I have downloaded the local pfam data base from ftp://ftp.ebi.ac.uk/pub/databases/Pfam/current_release. There are two databases 1) Pfam-A.fasta.gz 2) Pfam-A.full.gz . The first one consist of sequences in fasta format with PFAM accession id in its header, but it does not contain all the sequences of a family. The second one consist of sequences in stockholm format. I have converted them to fasta, these contain all the sequences related to a family but the sequence header does not contain the PFAM accession id. I've more than 1500 pfam id's, I want to extract all the sequences that fall under a family (or accession id). Every stockholm alignment in (2) is having the pfam id at the top as, for example "#=GF AC PF00406". How can I get over this..any help will be greatly appreciated.
Pretty sure esl-afetch would work here (ships with HMMER). Or perhaps esl-sfetch. Or maybe if you convert with esl-reformat you will not lose info.. so many options.
# esl-afetch :: retrieve multiple sequence alignment(s) from a file
# Easel h3.1b1 (May 2013)
# Copyright (C) 2013 Howard Hughes Medical Institute.
# Freely distributed under the Janelia Farm Software License.
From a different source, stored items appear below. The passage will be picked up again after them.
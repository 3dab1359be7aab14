//! Domain model for guide entries.
//!
//! # Responsibility
//! - Define the canonical record parsed from guide files.
//! - Keep weekday naming and ranking in one place.
//!
//! # Invariants
//! - Every record carries a stable `EntryId` used for identity checks.
//! - A `Record` value is always fully validated.

pub mod record;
# - - - - - - - - - - - - - - - - - - - - - - - - - - - - - - - - - - - -
Usage: esl-afetch [options] <msafile> <name> (retrieves one alignment named <name>)
Usage: esl-afetch [options] -f <msafile> <namefile> (retrieves all alignments named in <namefile>)
Usage: esl-afetch [options] --index <msafile> (indexes <msafile>)
where options are:
-h : help; show brief info on version and usage
-f : second cmdline arg is a file of names to retrieve
-o <f> : output alignments to file <f> instead of stdout
-O : output alignment to file named <key>
--informat <s> : specify that <msafile> is in format <s>
--outformat <s> : output fetched alignment(s) in format <s> [Stockholm]
--index : index the <msafile>, creating <msafile>.ssi